孵化容器の中にまだ孵化していない卵がある時は、湿らせたミズゴケを
別途用意して孵化容器と似たような温度で養生させます。

ヘソが吸収されるまでの数日間は特にエサや水は必要としませんので
この間に、飼育用の容器をゆっくりと準備できます。

2.餌付け

ヘソが完全に吸収されるとこんな感じになります。

IMGP0084.JPG


ここまでくれば、水や餌を欲しだします。

餌食いには気温や水温も大きく影響しますので、餌をやるときには
気温は25℃、水温は20℃程度の環境を用意してやることも大事です。
9月ごろであれば日当たりのいい窓際で楽に確保できる環境です。

IMGP0083.JPG


ベビーは餌を探すときに水底を嗅ぎまわるように餌を探すので、
最初の餌は沈む餌がいいです。沈む餌が無ければ、水深を極浅くして、
浮餌に水を十分に含ませたものを撒けば問題ありません。

イシガメは比較的簡単に配合飼料に餌付きますが、野生採取個体等で
餌付きが悪いと感じる場合は、冷凍赤虫や乾燥赤虫、ミミズ等を使うか
配合飼料に冷凍アカムシを解凍したものを混ぜ、数分置いたものを
使用します。
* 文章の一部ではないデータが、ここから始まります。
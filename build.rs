// build.rs - Build metadata for bacnet-events
//
// Exposes build timestamp, compiler version, target and profile to the crate
// through rustc environment variables read in src/lib.rs.

use std::env;
use std::process::Command;

fn main() {
    println!("cargo:rerun-if-changed=Cargo.toml");
    println!("cargo:rerun-if-changed=build.rs");

    set_build_env_vars();
}

/// Set build environment variables that the code expects
fn set_build_env_vars() {
    println!(
        "cargo:rustc-env=BACNET_EVENTS_BUILD_TIMESTAMP={}",
        chrono::Utc::now().to_rfc3339()
    );

    let rustc = env::var("RUSTC").unwrap_or_else(|_| "rustc".to_string());
    let rustc_version = Command::new(rustc)
        .arg("--version")
        .output()
        .ok()
        .and_then(|output| String::from_utf8(output.stdout).ok())
        .map(|s| s.trim().to_string())
        .unwrap_or_else(|| "unknown".to_string());
    println!("cargo:rustc-env=BACNET_EVENTS_RUSTC_VERSION={}", rustc_version);

    let target = env::var("TARGET").unwrap_or_else(|_| "unknown".to_string());
    println!("cargo:rustc-env=BACNET_EVENTS_TARGET={}", target);

    let profile = env::var("PROFILE").unwrap_or_else(|_| "unknown".to_string());
    println!("cargo:rustc-env=BACNET_EVENTS_PROFILE={}", profile);

    // Optionally set git hash if in a git repository
    let git_hash = Command::new("git")
        .args(["rev-parse", "HEAD"])
        .output()
        .ok()
        .filter(|output| output.status.success())
        .and_then(|output| String::from_utf8(output.stdout).ok())
        .map(|s| s.trim().to_string());
    if let Some(hash) = git_hash {
        println!("cargo:rustc-env=BACNET_EVENTS_GIT_HASH={}", hash);
    }
}
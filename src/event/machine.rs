// src/event/machine.rs - Per-object event state machine
//
// One machine per monitored object. Every trigger, timer expiry, configuration
// change and acknowledgment runs under the machine's own mutex, so a commit is
// never observed half applied. Notifications leave through a
// `NotificationSink` while that mutex is held, which keeps per-object commit
// order intact downstream.

use chrono::{DateTime, Utc};
use parking_lot::Mutex;
use serde::{Deserialize, Serialize};
use std::sync::{Arc, Weak};
use tracing::{debug, info, trace, warn};

use super::{
    algorithm::{EventAlgorithm, Evaluation, Sample},
    config::{EventConfig, FaultPolicy},
    EventState, Reliability, StatusFlags, Transition, TransitionBits,
};
use crate::{
    clock::{add_duration, Clock, TimerId},
    error::{EventError, Result},
    notification::NotificationRequest,
    object::{ObjectId, PropertyId},
    property::{PropertyChange, PropertyStore, SubscriptionId},
    value::Value,
};

/// Properties the machine writes on its own object after every commit
pub(crate) const PUBLISHED_PROPERTIES: [PropertyId; 4] = [
    PropertyId::EventState,
    PropertyId::StatusFlags,
    PropertyId::EventTimeStamps,
    PropertyId::AckedTransitions,
];

/// Receiver of committed transitions
pub trait NotificationSink: Send + Sync {
    /// Whether the notification class requires acknowledgment of `transition`
    fn ack_required(&self, notification_class: u32, transition: Transition) -> bool;

    /// Hand off a request; must not block
    fn notify(&self, request: NotificationRequest);
}

/// Acknowledgment status of one transition slot
#[derive(Debug, Clone, Copy, PartialEq, Eq, Serialize, Deserialize)]
#[serde(rename_all = "kebab-case")]
pub enum AckStatus {
    Acked,
    NotRequired,
    Unacked,
}

/// History of the last transition into one slot
#[derive(Debug, Clone, PartialEq, Serialize, Deserialize)]
pub struct TransitionRecord {
    /// `None` until the slot's first commit
    pub time_stamp: Option<DateTime<Utc>>,
    pub ack: AckStatus,
    pub from: Option<EventState>,
    pub to: Option<EventState>,
}

impl Default for TransitionRecord {
    fn default() -> Self {
        Self {
            time_stamp: None,
            ack: AckStatus::Acked,
            from: None,
            to: None,
        }
    }
}

#[derive(Debug, Clone, Copy, PartialEq, Eq)]
enum SampleSource {
    /// Present value and reliability of the object itself, read from the store
    Intrinsic,
    /// Samples pushed by an enrollment poller
    Enrollment,
}

struct Pending {
    target: EventState,
    deadline: DateTime<Utc>,
    timer: TimerId,
    generation: u64,
    sample: Sample,
}

struct MachineState {
    config: EventConfig,
    started: bool,
    current: EventState,
    pending: Option<Pending>,
    records: [TransitionRecord; 3],
    last_sample: Option<Sample>,
    generation: u64,
}

impl MachineState {
    fn active(&self) -> bool {
        self.started && self.config.event_detection_enable
    }
}

/// Event state machine of one monitored object
pub struct EventStateMachine {
    object: ObjectId,
    device: ObjectId,
    source: SampleSource,
    store: PropertyStore,
    clock: Arc<dyn Clock>,
    sink: Arc<dyn NotificationSink>,
    state: Mutex<MachineState>,
    subscriptions: Mutex<Vec<SubscriptionId>>,
    this: Weak<EventStateMachine>,
}
//! Notification requests and their distribution
//!
//! A committed transition produces one [`NotificationRequest`]. The
//! [`dispatcher`] resolves it against a notification class from the
//! [`class`] registry and hands one [`EventNotification`] per matching
//! destination to the transport.

use chrono::{DateTime, Utc};
use serde::{Deserialize, Serialize};

use crate::{
    event::{EventState, EventType, NotifyType, Reliability, StatusFlags, Transition},
    object::ObjectId,
    value::Value,
};

pub mod class;
pub mod dispatcher;

pub use class::{ActiveWindow, Destination, NotificationClass, NotificationClassRegistry, Resolution};
pub use dispatcher::{DispatchSummary, NotificationDispatcher};

/// Event values carried with a notification, one shape per event type
#[derive(Debug, Clone, PartialEq, Serialize, Deserialize)]
#[serde(tag = "kind", rename_all = "kebab-case")]
pub enum NotificationParameters {
    OutOfRange {
        exceeding_value: f64,
        status_flags: StatusFlags,
        deadband: f64,
        exceeded_limit: f64,
    },
    CommandFailure {
        command_value: Value,
        status_flags: StatusFlags,
        feedback_value: Value,
    },
    ChangeOfState {
        new_state: Value,
        status_flags: StatusFlags,
    },
    ChangeOfReliability {
        reliability: Reliability,
        status_flags: StatusFlags,
    },
}

/// Snapshot of one committed transition (or acknowledgment)
#[derive(Debug, Clone, PartialEq, Serialize, Deserialize)]
pub struct NotificationRequest {
    pub source: ObjectId,
    pub initiating_device: ObjectId,
    pub notification_class: u32,
    pub event_type: EventType,
    pub notify_type: NotifyType,
    pub from_state: EventState,
    pub to_state: EventState,
    pub time_stamp: DateTime<Utc>,
    pub ack_required: bool,
    pub message_text: Option<String>,
    /// Absent on acknowledgment notifications
    pub parameters: Option<NotificationParameters>,
}

impl NotificationRequest {
    /// Direction used for priority lookup and recipient filtering
    pub fn transition(&self) -> Transition {
        self.to_state.transition()
    }

    pub fn is_ack(&self) -> bool {
        self.notify_type == NotifyType::AckNotification
    }
}

/// Per-recipient notification payload handed to the transport
#[derive(Debug, Clone, PartialEq, Serialize, Deserialize)]
pub struct EventNotification {
    pub process_id: u32,
    pub initiating_device: ObjectId,
    pub event_object: ObjectId,
    pub time_stamp: DateTime<Utc>,
    pub notification_class: u32,
    pub priority: u8,
    pub event_type: EventType,
    pub message_text: Option<String>,
    pub notify_type: NotifyType,
    pub ack_required: bool,
    pub from_state: EventState,
    pub to_state: EventState,
    pub parameters: Option<NotificationParameters>,
}

impl EventNotification {
    pub fn new(request: &NotificationRequest, process_id: u32, priority: u8) -> Self {
        Self {
            process_id,
            initiating_device: request.initiating_device,
            event_object: request.source,
            time_stamp: request.time_stamp,
            notification_class: request.notification_class,
            priority,
            event_type: request.event_type,
            message_text: request.message_text.clone(),
            notify_type: request.notify_type,
            ack_required: request.ack_required,
            from_state: request.from_state,
            to_state: request.to_state,
            parameters: request.parameters.clone(),
        }
    }
}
アカムシの量を徐々に減らして配合試料に慣れさせます。

3.初期飼育環境

うちの飼育容器で使ってる飼育用品はこんな感じです。

IMGP0082.JPG


ペットショップで売ってるような高級品は一切ありません。
ホームセンターで購入できる物の寄せ集めです。

電球はレフ球込みで1200円ぐらい、容器は200円のコンテナBOX、
石はガーデニング用の100円の溶岩石、皿は100均のやつです。
シェルターは素焼きの90円植木鉢を半分に切ったもので、
水切りとして、下に200円のプラスチックタイルを敷いています。

電球はあくまでホットスポットとして使います。紫外線のことは
気にしていません。今まで甲羅が柔らかくなったことも無いです。
ホットスポット直下は40℃ぐらいになるのがいいと思います。

とはいえ、週に1度程度は日光浴させてあげた方が良いでしょう。
自分も、休みの日などに1~2時間ほど屋外で日光浴させています。
ただ、必ず水を入れた環境で日陰を作っておきましょう。
熱中症による亀の死亡事故ってのは意外と多いです。

これらを組み合わせると、こんな感じになります。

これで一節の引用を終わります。